__TASK DETAILS__: Could the data underneath be repeated exactly, in full?

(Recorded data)
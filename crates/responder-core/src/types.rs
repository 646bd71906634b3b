//! Fundamental geographic, identity, and simulation time types.

use std::fmt;

use serde::{Deserialize, Serialize};

use crate::constants::{EARTH_RADIUS_KM, KM_PER_DEGREE_LAT};

/// Geographic coordinate in decimal degrees (WGS84).
#[derive(Debug, Clone, Copy, Default, PartialEq, Serialize, Deserialize)]
pub struct GeoPoint {
    pub lat: f64,
    pub lng: f64,
}

impl GeoPoint {
    pub fn new(lat: f64, lng: f64) -> Self {
        Self { lat, lng }
    }

    /// Great-circle distance to another point in kilometers (haversine).
    pub fn distance_km(&self, other: &GeoPoint) -> f64 {
        let d_lat = (other.lat - self.lat).to_radians();
        let d_lng = (other.lng - self.lng).to_radians();
        let a = (d_lat / 2.0).sin().powi(2)
            + self.lat.to_radians().cos()
                * other.lat.to_radians().cos()
                * (d_lng / 2.0).sin().powi(2);
        let c = 2.0 * a.sqrt().atan2((1.0 - a).sqrt());
        EARTH_RADIUS_KM * c
    }

    /// Great-circle distance to another point in meters.
    pub fn distance_m(&self, other: &GeoPoint) -> f64 {
        self.distance_km(other) * 1000.0
    }

    /// Linear interpolation in degree space. `t` is clamped to [0, 1].
    ///
    /// Accurate enough for the few-kilometer legs the simulation moves along.
    pub fn lerp(&self, other: &GeoPoint, t: f64) -> GeoPoint {
        let t = t.clamp(0.0, 1.0);
        GeoPoint {
            lat: self.lat + (other.lat - self.lat) * t,
            lng: self.lng + (other.lng - self.lng) * t,
        }
    }

    /// Offset this point by kilometers north and east.
    ///
    /// Longitude degrees shrink with latitude, so the east component is
    /// scaled by `cos(lat)`.
    pub fn offset_km(&self, north_km: f64, east_km: f64) -> GeoPoint {
        let km_per_deg_lng = KM_PER_DEGREE_LAT * self.lat.to_radians().cos();
        GeoPoint {
            lat: self.lat + north_km / KM_PER_DEGREE_LAT,
            lng: self.lng + east_km / km_per_deg_lng,
        }
    }
}

impl fmt::Display for GeoPoint {
    fn fmt(&self, f: &mut fmt::Formatter<'_>) -> fmt::Result {
        write!(f, "({:.5}, {:.5})", self.lat, self.lng)
    }
}

/// Stable identity of a station.
#[derive(
    Debug, Clone, Copy, PartialEq, Eq, Hash, PartialOrd, Ord, Serialize, Deserialize,
)]
pub struct StationId(pub u32);

/// Stable identity of a vehicle. Never reused within a session.
#[derive(
    Debug, Clone, Copy, PartialEq, Eq, Hash, PartialOrd, Ord, Serialize, Deserialize,
)]
pub struct VehicleId(pub u32);

/// Alarm identity. Monotonically increasing, never reused.
#[derive(
    Debug, Clone, Copy, PartialEq, Eq, Hash, PartialOrd, Ord, Serialize, Deserialize,
)]
pub struct AlarmId(pub u64);

impl fmt::Display for StationId {
    fn fmt(&self, f: &mut fmt::Formatter<'_>) -> fmt::Result {
        write!(f, "station#{}", self.0)
    }
}

impl fmt::Display for VehicleId {
    fn fmt(&self, f: &mut fmt::Formatter<'_>) -> fmt::Result {
        write!(f, "vehicle#{}", self.0)
    }
}

impl fmt::Display for AlarmId {
    fn fmt(&self, f: &mut fmt::Formatter<'_>) -> fmt::Result {
        write!(f, "alarm#{}", self.0)
    }
}

/// Simulation time tracking.
#[derive(Debug, Clone, Copy, Default, PartialEq, Serialize, Deserialize)]
pub struct SimTime {
    /// Current tick number (increments by 1 each tick).
    pub tick: u64,
    /// Elapsed simulation time in seconds.
    pub elapsed_secs: f64,
}

impl SimTime {
    /// Advance by one tick of `dt` seconds.
    pub fn advance(&mut self, dt: f64) {
        self.tick += 1;
        self.elapsed_secs += dt;
    }

    /// Elapsed time as a `MM:SS` mission clock.
    pub fn clock(&self) -> String {
        format_clock(self.elapsed_secs)
    }
}

/// Format seconds as `MM:SS`. Minutes keep counting past 59.
pub fn format_clock(secs: f64) -> String {
    let total = secs.max(0.0).floor() as u64;
    format!("{:02}:{:02}", total / 60, total % 60)
}

/// Axis-aligned latitude/longitude box.
#[derive(Debug, Clone, Copy, PartialEq, Serialize, Deserialize)]
pub struct BoundingBox {
    pub min_lat: f64,
    pub max_lat: f64,
    pub min_lng: f64,
    pub max_lng: f64,
}

impl BoundingBox {
    /// Inclusive containment test.
    pub fn contains(&self, point: &GeoPoint) -> bool {
        point.lat >= self.min_lat
            && point.lat <= self.max_lat
            && point.lng >= self.min_lng
            && point.lng <= self.max_lng
    }

    pub fn is_valid(&self) -> bool {
        self.min_lat < self.max_lat && self.min_lng < self.max_lng
    }
}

__RESPONSE FOR THIS EXERCISE__:
filename crates/responder-core/src/types.rs
repository 646bd71906634b3b
//! Fundamental geographic, identity, and simulation time types.

use std::fmt;

use serde::{Deserialize, Serialize};

use crate::constants::{EARTH_RADIUS_KM, KM_PER_DEGREE_LAT};

/// Geographic coordinate in decimal degrees (WGS84).
#[derive(Debug, Clone, Copy, Default, PartialEq, Serialize, Deserialize)]
pub struct GeoPoint {
    pub lat: f64,
    pub lng: f64,
}

impl GeoPoint {
    pub fn new(lat: f64, lng: f64) -> Self {
        Self { lat, lng }
    }

    /// Great-circle distance to another point in kilometers (haversine).
    pub fn distance_km(&self, other: &GeoPoint) -> f64 {
        let d_lat = (other.lat - self.lat).to_radians();
        let d_lng = (other.lng - self.lng).to_radians();
        let a = (d_lat / 2.0).sin().powi(2)
            + self.lat.to_radians().cos()
                * other.lat.to_radians().cos()
                * (d_lng / 2.0).sin().powi(2);
        let c = 2.0 * a.sqrt().atan2((1.0 - a).sqrt());
        EARTH_RADIUS_KM * c
    }

    /// Great-circle distance to another point in meters.
    pub fn distance_m(&self, other: &GeoPoint) -> f64 {
        self.distance_km(other) * 1000.0
    }

    /// Linear interpolation in degree space. `t` is clamped to [0, 1].
    ///
    /// Accurate enough for the few-kilometer legs the simulation moves along.
    pub fn lerp(&self, other: &GeoPoint, t: f64) -> GeoPoint {
        let t = t.clamp(0.0, 1.0);
        GeoPoint {
            lat: self.lat + (other.lat - self.lat) * t,
            lng: self.lng + (other.lng - self.lng) * t,
        }
    }

    /// Offset this point by kilometers north and east.
    ///
    /// Longitude degrees shrink with latitude, so the east component is
    /// scaled by `cos(lat)`.
    pub fn offset_km(&self, north_km: f64, east_km: f64) -> GeoPoint {
        let km_per_deg_lng = KM_PER_DEGREE_LAT * self.lat.to_radians().cos();
        GeoPoint {
            lat: self.lat + north_km / KM_PER_DEGREE_LAT,
            lng: self.lng + east_km / km_per_deg_lng,
        }
    }
}

impl fmt::Display for GeoPoint {
    fn fmt(&self, f: &mut fmt::Formatter<'_>) -> fmt::Result {
        write!(f, "({:.5}, {:.5})", self.lat, self.lng)
    }
}

/// Stable identity of a station.
#[derive(
    Debug, Clone, Copy, PartialEq, Eq, Hash, PartialOrd, Ord, Serialize, Deserialize,
)]
pub struct StationId(pub u32);

/// Stable identity of a vehicle. Never reused within a session.
#[derive(
    Debug, Clone, Copy, PartialEq, Eq, Hash, PartialOrd, Ord, Serialize, Deserialize,
)]
pub struct VehicleId(pub u32);

/// Alarm identity. Monotonically increasing, never reused.
#[derive(
    Debug, Clone, Copy, PartialEq, Eq, Hash, PartialOrd, Ord, Serialize, Deserialize,
)]
pub struct AlarmId(pub u64);

impl fmt::Display for StationId {
    fn fmt(&self, f: &mut fmt::Formatter<'_>) -> fmt::Result {
        write!(f, "station#{}", self.0)
    }
}

impl fmt::Display for VehicleId {
    fn fmt(&self, f: &mut fmt::Formatter<'_>) -> fmt::Result {
        write!(f, "vehicle#{}", self.0)
    }
}

impl fmt::Display for AlarmId {
    fn fmt(&self, f: &mut fmt::Formatter<'_>) -> fmt::Result {
        write!(f, "alarm#{}", self.0)
    }
}

/// Simulation time tracking.
#[derive(Debug, Clone, Copy, Default, PartialEq, Serialize, Deserialize)]
pub struct SimTime {
    /// Current tick number (increments by 1 each tick).
    pub tick: u64,
    /// Elapsed simulation time in seconds.
    pub elapsed_secs: f64,
}

impl SimTime {
    /// Advance by one tick of `dt` seconds.
    pub fn advance(&mut self, dt: f64) {
        self.tick += 1;
        self.elapsed_secs += dt;
    }

    /// Elapsed time as a `MM:SS` mission clock.
    pub fn clock(&self) -> String {
        format_clock(self.elapsed_secs)
    }
}

/// Format seconds as `MM:SS`. Minutes keep counting past 59.
pub fn format_clock(secs: f64) -> String {
    let total = secs.max(0.0).floor() as u64;
    format!("{:02}:{:02}", total / 60, total % 60)
}

/// Axis-aligned latitude/longitude box.
#[derive(Debug, Clone, Copy, PartialEq, Serialize, Deserialize)]
pub struct BoundingBox {
    pub min_lat: f64,
    pub max_lat: f64,
    pub min_lng: f64,
    pub max_lng: f64,
}

impl BoundingBox {
    /// Inclusive containment test.
    pub fn contains(&self, point: &GeoPoint) -> bool {
        point.lat >= self.min_lat
            && point.lat <= self.max_lat
            && point.lng >= self.min_lng
            && point.lng <= self.max_lng
    }

    pub fn is_valid(&self) -> bool {
        self.min_lat < self.max_lat && self.min_lng < self.max_lng
    }
}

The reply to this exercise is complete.